In mid-range stars that might form red giants, you can get even more nucleosynthesis by what’s called the slow, or s, process – were a seed atom like iron collides with and captures an extra neutron – which then undergoes beta decay to form a proton – and with each such proton addition you get a new element with a higher atomic number (since atomic number is the number of protons in a nucleus). This s process is not really fusion – since, technically, nothing heavier than iron can undergo fusion, but this slow process is an important part of the story of how heavier elements get distributed across the universe – which they do when a red giant blows off its outer layers at the end of its life.

But OK – what about the supernovae? Isn’t this what the podcast is supposed to be about? Well, if a star is massive enough it won’t form a red giant, it will to go to supernova.

Within a massive star the core is hot and dense enough to undergo other types of fusion. These big stars firstly fuse all their hydrogen (over millions of years), then their helium and their carbon (which might take place over only thousands of years), then when those elements run out they will fuse neon, oxygen and silicon (which the star might burn through in just a day or two) – until there’s iron being formed which can’t undergo fusion itself, so it just starts building up as a solid core in the middle of the star. And if the star is big enough that this solid iron core reaches a mass of 1.4 solar masses – remember that’s the Chandrasekhar limit – the core collapses inwards at nearly a quarter of the speed of light as the iron nuclei themselves collapse.

Immediately, the rest of the star collapses inwards to fill the space created by the core collapse, but that inner core ‘bounces’ back a bit as the heat produced in the initial collapse kind of makes it ‘boil’. This bounce creates a shockwave – a bit like a thunderclap multiplied by many orders of magnitude, which is the beginning of the supernova explosion. The shock wave begins blowing out the surrounding layers of the star – although as soon as this material expands outwards, it also begins cooling. So, it’s unclear if any nucleosynthesis happens at this point.
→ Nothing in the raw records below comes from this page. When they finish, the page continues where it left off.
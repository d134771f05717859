//! Notification client actions

use super::prelude::*;
use crate::services::message::{CHANNEL_TYPES, INTERACTIVE_TYPES};

#[derive(Debug, Deserialize)]
pub struct MessageClientForm {
    #[serde(default, deserialize_with = "params::opt_i64")]
    pub cid: Option<i64>,
    #[serde(default, deserialize_with = "params::opt_string")]
    pub name: Option<String>,
    #[serde(default, rename = "type", deserialize_with = "params::opt_string")]
    pub kind: Option<String>,
    #[serde(default)]
    pub config: Value,
    #[serde(default, deserialize_with = "params::string_list")]
    pub switchs: Vec<String>,
    #[serde(default, deserialize_with = "params::flag")]
    pub interactive: bool,
    #[serde(default, deserialize_with = "params::flag")]
    pub enabled: bool,
}

#[derive(Debug, Deserialize)]
pub struct ClientIdRequest {
    #[serde(default, deserialize_with = "params::opt_i64")]
    pub cid: Option<i64>,
}

#[derive(Debug, Deserialize)]
pub struct CheckClientRequest {
    #[serde(default)]
    pub flag: String,
    #[serde(default, deserialize_with = "params::opt_i64")]
    pub cid: Option<i64>,
    #[serde(default, rename = "type", deserialize_with = "params::opt_string")]
    pub kind: Option<String>,
    #[serde(default, deserialize_with = "params::flag")]
    pub checked: bool,
}

#[derive(Debug, Deserialize)]
pub struct TestClientRequest {
    #[serde(default, rename = "type", deserialize_with = "params::opt_string")]
    pub kind: Option<String>,
    #[serde(default)]
    pub config: Value,
}

/// The page posts the config either as an object or as its JSON text
fn parse_client_config(config: Value) -> Result<Value, ActionError> {
    match config {
        Value::String(text) if text.trim().is_empty() => Ok(json!({})),
        Value::String(text) => Ok(serde_json::from_str(&text)?),
        Value::Null => Ok(json!({})),
        other => Ok(other),
    }
}

impl WebActions {
    pub(super) async fn update_message_client(&self, form: MessageClientForm) -> ActionResult {
        let name = form.name.ok_or_else(|| ActionError::failed("client name is required"))?;
        let kind = form.kind.ok_or_else(|| ActionError::failed("client type is required"))?;
        if !CHANNEL_TYPES.contains(&kind.as_str()) {
            return Err(ActionError::failed(format!("unsupported client type {}", kind)));
        }
        let config = parse_client_config(form.config)?;
        let interactive = form.interactive && INTERACTIVE_TYPES.contains(&kind.as_str());

        let repo = self.db.message_clients();
        if let Some(cid) = form.cid {
            repo.delete(cid).await?;
        }
        let id = repo
            .insert(CreateMessageClient {
                name: name.clone(),
                kind,
                config,
                switchs: form.switchs,
                interactive,
                enabled: form.enabled,
                note: None,
            })
            .await?;
        info!(id, name = %name, "Message client saved");
        self.messages.reload(&self.db).await?;
        Ok(ActionReply::ok())
    }

    pub(super) async fn delete_message_client(&self, req: ClientIdRequest) -> ActionResult {
        let deleted = match req.cid {
            Some(cid) => self.db.message_clients().delete(cid).await?,
            None => false,
        };
        if !deleted {
            return Ok(ActionReply::with_code(1));
        }
        self.messages.reload(&self.db).await?;
        Ok(ActionReply::ok())
    }

    pub(super) async fn check_message_client(&self, req: CheckClientRequest) -> ActionResult {
        let cid = req.cid.ok_or_else(|| ActionError::failed("client id is required"))?;
        let repo = self.db.message_clients();
        match req.flag.as_str() {
            "interactive" => {
                // Only one client per type answers commands
                if req.checked
                    && let Some(kind) = req.kind.as_deref()
                {
                    repo.clear_interactive(kind).await?;
                }
                repo.set_interactive(cid, req.checked).await?;
            }
            "enable" => repo.set_enabled(cid, req.checked).await?,
            _ => return Ok(ActionReply::with_code(1)),
        }
        self.messages.reload(&self.db).await?;
        Ok(ActionReply::ok())
    }

    pub(super) fn get_message_client(&self, req: ClientIdRequest) -> ActionResult {
        let detail = req.cid.and_then(|cid| self.messages.client(cid));
        Ok(ActionReply::ok().field("detail", detail))
    }

    pub(super) async fn test_message_client(&self, req: TestClientRequest) -> ActionResult {
        let kind = req.kind.unwrap_or_default();
        let config = parse_client_config(req.config)?;
        if self.messages.status(&kind, &config).await {
            Ok(ActionReply::ok())
        } else {
            debug!(kind = %kind, "Message client test failed");
            Ok(ActionReply::with_code(1))
        }
    }
}

#[cfg(test)]
mod tests {
    use super::*;

    #[test]
    fn test_client_config_accepts_text() {
        assert_eq!(
            parse_client_config(json!("{\"token\":\"abc\"}")).unwrap(),
            json!({"token": "abc"})
        );
        assert_eq!(parse_client_config(json!("")).unwrap(), json!({}));
        assert_eq!(parse_client_config(json!({"a": 1})).unwrap(), json!({"a": 1}));
        assert!(parse_client_config(json!("{broken")).is_err());
    }
}
//! Metadata cache persisted as a JSON file
//!
//! Keys are the normalized names that were looked up. An entry with id 0
//! records a failed lookup.

use std::collections::BTreeMap;
use std::path::{Path, PathBuf};

use anyhow::{Context, Result};
use parking_lot::RwLock;
use serde::{Deserialize, Serialize};
use tracing::{debug, info};

use crate::db::sqlite_helpers::now_timestamp;

#[derive(Debug, Clone, PartialEq, Serialize, Deserialize)]
pub struct MetaCacheEntry {
    #[serde(default)]
    pub id: i64,
    #[serde(default)]
    pub title: String,
    #[serde(default)]
    pub year: String,
    #[serde(default)]
    pub media_type: String,
    #[serde(default)]
    pub poster: String,
    #[serde(default)]
    pub update_time: String,
}

struct State {
    entries: BTreeMap<String, MetaCacheEntry>,
    dirty: bool,
}

pub struct MetaCache {
    path: PathBuf,
    state: RwLock<State>,
}

impl MetaCache {
    /// Load the cache file; a missing or unreadable file starts empty
    pub fn load(path: &Path) -> Self {
        let entries = match std::fs::read_to_string(path) {
            Ok(text) => serde_json::from_str(&text).unwrap_or_else(|e| {
                tracing::warn!(path = %path.display(), error = %e, "Metadata cache is corrupt, starting empty");
                BTreeMap::new()
            }),
            Err(_) => BTreeMap::new(),
        };
        debug!(path = %path.display(), entries = entries.len(), "Metadata cache loaded");
        Self {
            path: path.to_path_buf(),
            state: RwLock::new(State { entries, dirty: false }),
        }
    }

    pub fn path(&self) -> &Path {
        &self.path
    }

    pub fn get(&self, key: &str) -> Option<MetaCacheEntry> {
        self.state.read().entries.get(key).cloned()
    }

    pub fn insert(&self, key: &str, mut entry: MetaCacheEntry) {
        entry.update_time = now_timestamp();
        let mut state = self.state.write();
        state.entries.insert(key.to_string(), entry);
        state.dirty = true;
    }

    pub fn len(&self) -> usize {
        self.state.read().entries.len()
    }

    pub fn is_empty(&self) -> bool {
        self.len() == 0
    }

    /// Every entry, keyed, for the cache page
    pub fn entries(&self) -> Vec<(String, MetaCacheEntry)> {
        self.state
            .read()
            .entries
            .iter()
            .map(|(k, v)| (k.clone(), v.clone()))
            .collect()
    }

    pub fn delete(&self, key: &str) -> bool {
        let mut state = self.state.write();
        let removed = state.entries.remove(key).is_some();
        state.dirty |= removed;
        removed
    }

    pub fn modify_title(&self, key: &str, title: &str) -> bool {
        let mut state = self.state.write();
        let Some(entry) = state.entries.get_mut(key) else {
            return false;
        };
        entry.title = title.to_string();
        entry.update_time = now_timestamp();
        state.dirty = true;
        true
    }

    /// Drop entries recorded for failed lookups
    pub fn delete_unknown(&self) -> usize {
        let mut state = self.state.write();
        let before = state.entries.len();
        state.entries.retain(|_, e| e.id != 0);
        let removed = before - state.entries.len();
        state.dirty |= removed > 0;
        removed
    }

    pub fn clear(&self) {
        let mut state = self.state.write();
        state.entries.clear();
        state.dirty = true;
    }

    /// Write the file when something changed, or always with `force`
    pub fn save(&self, force: bool) -> Result<bool> {
        let json = {
            let state = self.state.read();
            if !state.dirty && !force {
                return Ok(false);
            }
            serde_json::to_string(&state.entries)?
        };
        if let Some(parent) = self.path.parent() {
            std::fs::create_dir_all(parent)
                .with_context(|| format!("Failed to create {}", parent.display()))?;
        }
        std::fs::write(&self.path, json)
            .with_context(|| format!("Failed to write metadata cache {}", self.path.display()))?;
        self.state.write().dirty = false;
        info!(path = %self.path.display(), "Metadata cache saved");
        Ok(true)
    }

    /// Empty the cache and remove its file
    pub fn clear_and_remove(&self) -> Result<()> {
        self.clear();
        if self.path.exists() {
            std::fs::remove_file(&self.path)
                .with_context(|| format!("Failed to remove {}", self.path.display()))?;
        }
        self.state.write().dirty = false;
        Ok(())
    }
}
But the collapsed iron core isn’t finished yet. A huge amount of energy and heat is created by the collapse. but after its initial’ bounce’, it settles into a new ground state of compressed neutrons – essentially a proto-neutron star. It is able to ‘settle’ due to the release of a huge burst of neutrinos, which carry heat away from the core.
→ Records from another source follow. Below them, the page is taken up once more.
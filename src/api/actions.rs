//! Login and action endpoints

use axum::{
    Json, Router,
    body::Bytes,
    extract::{Path, Query, State},
    http::{HeaderMap, StatusCode, header::AUTHORIZATION},
    routing::{get, post},
};
use serde::{Deserialize, Serialize};
use serde_json::{Value, json};
use tracing::{debug, info, warn};

use crate::AppState;
use crate::actions::ApiEnvelope;
use crate::services::auth::verify_login;

#[derive(Debug, Deserialize)]
pub struct LoginRequest {
    #[serde(default)]
    pub username: String,
    #[serde(default)]
    pub password: String,
}

#[derive(Debug, Serialize)]
pub struct LoginResponse {
    pub token: String,
}

#[derive(Debug, Serialize)]
pub struct LoginPage {
    pub wallpaper: Option<String>,
}

#[derive(Debug, Deserialize)]
pub struct ActionRequest {
    pub cmd: String,
    #[serde(default)]
    pub data: Value,
}

#[derive(Debug, Default, Deserialize)]
pub struct ApiKeyQuery {
    #[serde(default)]
    pub apikey: Option<String>,
}

/// Extract bearer token from Authorization header
fn extract_token(headers: &HeaderMap) -> Option<&str> {
    headers
        .get(AUTHORIZATION)
        .and_then(|h| h.to_str().ok())
        .and_then(|h| h.strip_prefix("Bearer "))
        .filter(|t| !t.is_empty())
}

/// Api key from the Authorization header (bare or bearer) or the `apikey` query
fn extract_api_key<'a>(headers: &'a HeaderMap, query: &'a ApiKeyQuery) -> Option<&'a str> {
    headers
        .get(AUTHORIZATION)
        .and_then(|h| h.to_str().ok())
        .map(|h| h.strip_prefix("Bearer ").unwrap_or(h))
        .or(query.apikey.as_deref())
        .filter(|k| !k.is_empty())
}

fn unauthorized() -> (StatusCode, Json<Value>) {
    (
        StatusCode::UNAUTHORIZED,
        Json(json!({ "code": -1, "msg": "unauthorized access" })),
    )
}

/// Data the login page renders before a session exists
async fn login_page(State(state): State<AppState>) -> Json<LoginPage> {
    Json(LoginPage {
        wallpaper: state.wallpaper.current(),
    })
}

async fn login(
    State(state): State<AppState>,
    Json(body): Json<LoginRequest>,
) -> Result<Json<LoginResponse>, (StatusCode, Json<Value>)> {
    let settings = state.actions.settings.snapshot();
    let user = verify_login(&settings, &state.db.users(), &body.username, &body.password)
        .await
        .map_err(|e| {
            warn!(error = %e, "Login check failed");
            (
                StatusCode::INTERNAL_SERVER_ERROR,
                Json(json!({ "code": -1, "msg": e.to_string() })),
            )
        })?;

    let Some(user) = user else {
        info!(user = %body.username, "Login rejected");
        return Err(unauthorized());
    };
    info!(user = %user.name, "User logged in");
    let token = state.actions.sessions.issue(user);
    Ok(Json(LoginResponse { token }))
}

/// Page actions, authenticated by a session token
async fn do_action(
    State(state): State<AppState>,
    headers: HeaderMap,
    Json(body): Json<ActionRequest>,
) -> Result<Json<Value>, (StatusCode, Json<Value>)> {
    let Some(token) = extract_token(&headers) else {
        return Err(unauthorized());
    };
    let Some(user) = state.actions.sessions.validate(token) else {
        return Err(unauthorized());
    };
    debug!(user = %user.name, cmd = %body.cmd, "Page action");
    Ok(Json(state.actions.action_as(&body.cmd, body.data, Some(token)).await))
}

/// Script actions, authenticated by the configured api key
async fn api_action(
    State(state): State<AppState>,
    Path(cmd): Path<String>,
    Query(query): Query<ApiKeyQuery>,
    headers: HeaderMap,
    body: Bytes,
) -> (StatusCode, Json<ApiEnvelope>) {
    let settings = state.actions.settings.snapshot();
    let authorized = match (settings.api_key(), extract_api_key(&headers, &query)) {
        (Some(expected), Some(given)) => expected == given,
        _ => false,
    };
    if !authorized {
        return (
            StatusCode::UNAUTHORIZED,
            Json(ApiEnvelope {
                code: -1,
                success: false,
                message: "security verification failed".to_string(),
                data: Value::Null,
            }),
        );
    }

    let data = if body.is_empty() {
        Value::Null
    } else {
        match serde_json::from_slice(&body) {
            Ok(data) => data,
            Err(e) => {
                return (
                    StatusCode::BAD_REQUEST,
                    Json(ApiEnvelope {
                        code: -1,
                        success: false,
                        message: format!("invalid request: {}", e),
                        data: Value::Null,
                    }),
                );
            }
        }
    };
    (StatusCode::OK, Json(state.actions.api_action(&cmd, data).await))
}

pub fn router() -> Router<AppState> {
    Router::new()
        .route("/login", get(login_page).post(login))
        .route("/do", post(do_action))
        .route("/api/v1/action/{cmd}", post(api_action))
}

#[cfg(test)]
mod tests {
    use super::*;
    use axum::http::HeaderValue;

    #[test]
    fn test_api_key_sources() {
        let mut headers = HeaderMap::new();
        let query = ApiKeyQuery {
            apikey: Some("from-query".to_string()),
        };
        assert_eq!(extract_api_key(&headers, &query), Some("from-query"));

        headers.insert(AUTHORIZATION, HeaderValue::from_static("Bearer secret"));
        assert_eq!(extract_api_key(&headers, &query), Some("secret"));

        headers.insert(AUTHORIZATION, HeaderValue::from_static("secret"));
        assert_eq!(extract_api_key(&headers, &ApiKeyQuery::default()), Some("secret"));
    }

    #[test]
    fn test_bearer_token() {
        let mut headers = HeaderMap::new();
        assert_eq!(extract_token(&headers), None);
        headers.insert(AUTHORIZATION, HeaderValue::from_static("Bearer abc"));
        assert_eq!(extract_token(&headers), Some("abc"));
    }
}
It’s this neutrino burst that drives the rest of the explosion. It catches up with, and slams into, the already blown-out ejecta of the progenitor star’s outer layers, reheating this material and adding momentum to it. It is probably this neutrino impact event that is the site of rapid, or r, process nucleosynthesis.
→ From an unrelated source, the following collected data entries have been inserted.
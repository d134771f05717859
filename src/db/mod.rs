//! Database connection and repositories
//!
//! One repository per table family. Repositories are cheap to construct and
//! share the pool held by [`Database`].

pub mod blacklist;
pub mod custom_words;
pub mod download_settings;
pub mod filter_rules;
pub mod media_sync;
pub mod message_clients;
pub mod rss;
pub mod schema;
pub mod search_results;
pub mod sqlite_helpers;
pub mod sync_paths;
pub mod transfer_history;
pub mod transfer_unknown;
pub mod users;

use std::str::FromStr;

use anyhow::{Context, Result, bail};
use sqlx::SqlitePool;
use sqlx::sqlite::{SqliteConnectOptions, SqlitePoolOptions};
use tracing::warn;

pub use blacklist::{BlacklistRepository, SyncHistoryRepository};
pub use custom_words::{
    CreateCustomWord, CreateCustomWordGroup, CustomWordGroupRecord, CustomWordRecord,
    CustomWordRepository, WordKind,
};
pub use download_settings::{
    CreateTorrentRemoveTask, DownloadSettingRecord, DownloadSettingRepository,
    SaveDownloadSetting, TorrentRemoveTaskRecord, TorrentRemoveTaskRepository,
};
pub use filter_rules::{FilterGroupRecord, FilterRuleRecord, FilterRuleRepository, SaveFilterRule};
pub use media_sync::{MediaSyncRepository, MediaSyncStatisticsRecord};
pub use message_clients::{CreateMessageClient, MessageClientRecord, MessageClientRepository};
pub use rss::RssRepository;
pub use search_results::{SearchResultRecord, SearchResultRepository};
pub use sync_paths::{CreateSyncPath, SyncPathRecord, SyncPathRepository};
pub use transfer_history::{
    CreateTransferHistory, TransferDayCount, TransferHistoryRecord, TransferHistoryRepository,
};
pub use transfer_unknown::{TransferUnknownRecord, TransferUnknownRepository};
pub use users::{SystemDictRepository, UserRecord, UsersRepository};

/// Database wrapper providing connection pool access
#[derive(Clone)]
pub struct Database {
    pool: SqlitePool,
}

impl Database {
    /// Create a new database wrapper from an existing pool
    pub fn new(pool: SqlitePool) -> Self {
        Self { pool }
    }

    /// Get the maximum connection pool size from environment or default
    fn get_max_connections() -> u32 {
        std::env::var("DATABASE_MAX_CONNECTIONS")
            .ok()
            .and_then(|s| s.parse().ok())
            .unwrap_or(10)
    }

    /// Open (creating if needed) the database file and make sure every table exists
    pub async fn connect(url: &str) -> Result<Self> {
        let options = SqliteConnectOptions::from_str(url)
            .with_context(|| format!("Invalid database url: {}", url))?
            .create_if_missing(true);
        let pool = SqlitePoolOptions::new()
            .max_connections(Self::get_max_connections())
            .connect_with(options)
            .await
            .with_context(|| format!("Failed to open database {}", url))?;

        let db = Self { pool };
        db.init_schema().await?;
        Ok(db)
    }

    /// Single-connection in-memory database with the schema applied
    pub async fn connect_in_memory() -> Result<Self> {
        let pool = SqlitePoolOptions::new()
            .max_connections(1)
            .connect("sqlite::memory:")
            .await?;
        let db = Self { pool };
        db.init_schema().await?;
        Ok(db)
    }

    /// Create missing tables
    pub async fn init_schema(&self) -> Result<()> {
        let result = schema::init_schema(&self.pool).await;
        for err in &result.errors {
            warn!(error = %err, "Schema init error");
        }
        if !result.errors.is_empty() {
            bail!("Schema initialization failed: {}", result.errors.join("; "));
        }
        Ok(())
    }

    /// Drop one of the known tables
    pub async fn drop_table(&self, name: &str) -> Result<()> {
        if !schema::is_known_table(name) {
            bail!("Refusing to drop unknown table {}", name);
        }
        sqlx::query(&format!("DROP TABLE IF EXISTS {}", name))
            .execute(&self.pool)
            .await?;
        Ok(())
    }

    /// Get the connection pool
    pub fn pool(&self) -> &SqlitePool {
        &self.pool
    }

    pub fn transfer_history(&self) -> TransferHistoryRepository {
        TransferHistoryRepository::new(self.pool.clone())
    }

    pub fn transfer_unknown(&self) -> TransferUnknownRepository {
        TransferUnknownRepository::new(self.pool.clone())
    }

    pub fn blacklist(&self) -> BlacklistRepository {
        BlacklistRepository::new(self.pool.clone())
    }

    pub fn sync_history(&self) -> SyncHistoryRepository {
        SyncHistoryRepository::new(self.pool.clone())
    }

    /// Get a sync path repository
    pub fn sync_paths(&self) -> SyncPathRepository {
        SyncPathRepository::new(self.pool.clone())
    }

    /// Get a custom word repository
    pub fn custom_words(&self) -> CustomWordRepository {
        CustomWordRepository::new(self.pool.clone())
    }

    /// Get a filter rule repository
    pub fn filter_rules(&self) -> FilterRuleRepository {
        FilterRuleRepository::new(self.pool.clone())
    }

    pub fn message_clients(&self) -> MessageClientRepository {
        MessageClientRepository::new(self.pool.clone())
    }

    pub fn users(&self) -> UsersRepository {
        UsersRepository::new(self.pool.clone())
    }

    pub fn system_dict(&self) -> SystemDictRepository {
        SystemDictRepository::new(self.pool.clone())
    }

    pub fn search_results(&self) -> SearchResultRepository {
        SearchResultRepository::new(self.pool.clone())
    }

    /// Get an RSS repository
    pub fn rss(&self) -> RssRepository {
        RssRepository::new(self.pool.clone())
    }

    pub fn download_settings(&self) -> DownloadSettingRepository {
        DownloadSettingRepository::new(self.pool.clone())
    }

    pub fn torrent_remove_tasks(&self) -> TorrentRemoveTaskRepository {
        TorrentRemoveTaskRepository::new(self.pool.clone())
    }

    pub fn media_sync(&self) -> MediaSyncRepository {
        MediaSyncRepository::new(self.pool.clone())
    }
}

#[cfg(test)]
mod tests {
    use super::*;

    #[tokio::test]
    async fn test_drop_table_rejects_unknown_names() {
        let db = Database::connect_in_memory().await.unwrap();
        assert!(db.drop_table("sqlite_master; --").await.is_err());
        db.drop_table("SCHEMA_VERSION").await.unwrap();
        assert!(!schema::table_exists(db.pool(), "SCHEMA_VERSION").await.unwrap());
    }
}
Rather than the steady, step-wise fusion of elements over thousands of years seen in main sequence stars and the slow S process of red giants – seed elements in a supernova explosion have multiple neutrons jammed in to them in a matter of seconds, while at the same time being exposed to disintegrating gamma rays. This combination of forces can build up a wide range of light and heavy elements, anywhere from cobalt and gallium, up to uranium and even plutonium – which contains a whopping 94 protons.
It’s thought that rapid r-process nucleosynthesis is probably over within a couple of seconds, but it could still take an hour or more before the supersonic explosion front bursts through the surface of the star, delivering some fresh contributions to the periodic table.

Thanks for listening. This is Steve Nerlich from Cheap Astronomy, Cheap Astronomy offers an educational website where we can do nucleosynthesis podcasts without ever mentioning that we are star dust. No ads, no profit, just good science. Bye.